B7-H6/NKp30 Axis in Melanoma: Immune Surveillance, Tumor Escape, and Therapeutic Targeting

Melanoma treatment has been transformed by immune checkpoint blockade, yet many patients still experience primary resistance, limited durability of response, or acquired resistance. These limitations underscore the need for additional targets that reflect melanoma biology while enabling new therapeutic strategies. The B7-H6/NKp30 axis has gained attention as a link between tumor cell stress, immune recognition, and therapy-related adaptation. B7-H6 (NCR3LG1), an inducible ligand for NKp30, has been detected in melanoma cell lines and tumor specimens, and soluble B7-H6 has been identified in a subset of patients.

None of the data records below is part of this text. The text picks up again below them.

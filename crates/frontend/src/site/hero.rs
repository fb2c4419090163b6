use super::navbar::scroll_to_section;
use crate::shared::components::ui::Button;
use crate::shared::icons::icon;
use leptos::prelude::*;

#[component]
pub fn HeroSection() -> impl IntoView {
    view! {
        <section id="home" class="hero">
            <div class="hero__inner">
                <div class="hero__copy">
                    <span class="hero__eyebrow">"رعاية طبية متكاملة للأم والطفل"</span>
                    <h1 class="hero__title">
                        "رعاية حمل وولادة"
                        <br />
                        <span class="hero__title-accent">"آمنة وحنونة"</span>
                    </h1>
                    <p class="hero__pitch">
                        "في عيادة النّسيم، نرافقكِ في أجمل رحلة في العمر. فريق طبي متمرّس يضمن لكِ ولطفلكِ أقصى درجات العناية والراحة، من الحمل وحتى الولادة."
                    </p>
                    <div class="hero__actions">
                        <Button on_click=Callback::new(move |_| scroll_to_section("booking"))>
                            "احجزي موعدك الآن"
                        </Button>
                        <Button
                            variant="outline"
                            on_click=Callback::new(move |_| scroll_to_section("services"))
                        >
                            "اكتشفي خدماتنا"
                        </Button>
                    </div>
                </div>

                <div class="hero__visual">
                    <div class="hero__photo">
                        <img
                            src="https://images.unsplash.com/photo-1555252333-9f8e92e65df9?ixlib=rb-4.0.3&auto=format&fit=crop&w=800&q=80"
                            alt="Pregnant woman smiling"
                        />
                    </div>
                    <div class="hero__badge">
                        <div class="hero__badge-icon">{icon("activity")}</div>
                        <div>
                            <p class="hero__badge-caption">"خبرة أكثر من"</p>
                            <p class="hero__badge-value">"15 سنة"</p>
                        </div>
                    </div>
                </div>
            </div>
        </section>
    }
}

Membrane-bound B7-H6 may support NK-cell activation, whereas ligand shedding and accumulation of soluble B7-H6 may reduce effective antitumor recognition and promote immune evasion. Emerging evidence further suggests that B7-H6 expression may be linked to tumor-intrinsic programs relevant to melanoma cell survival, migration, and adaptation to therapeutic stress. In this review, we examine the role of the B7-H6/NKp30 axis in immune surveillance, tumor escape, biomarker development, and therapeutic targeting, and discuss its translational potential in melanoma.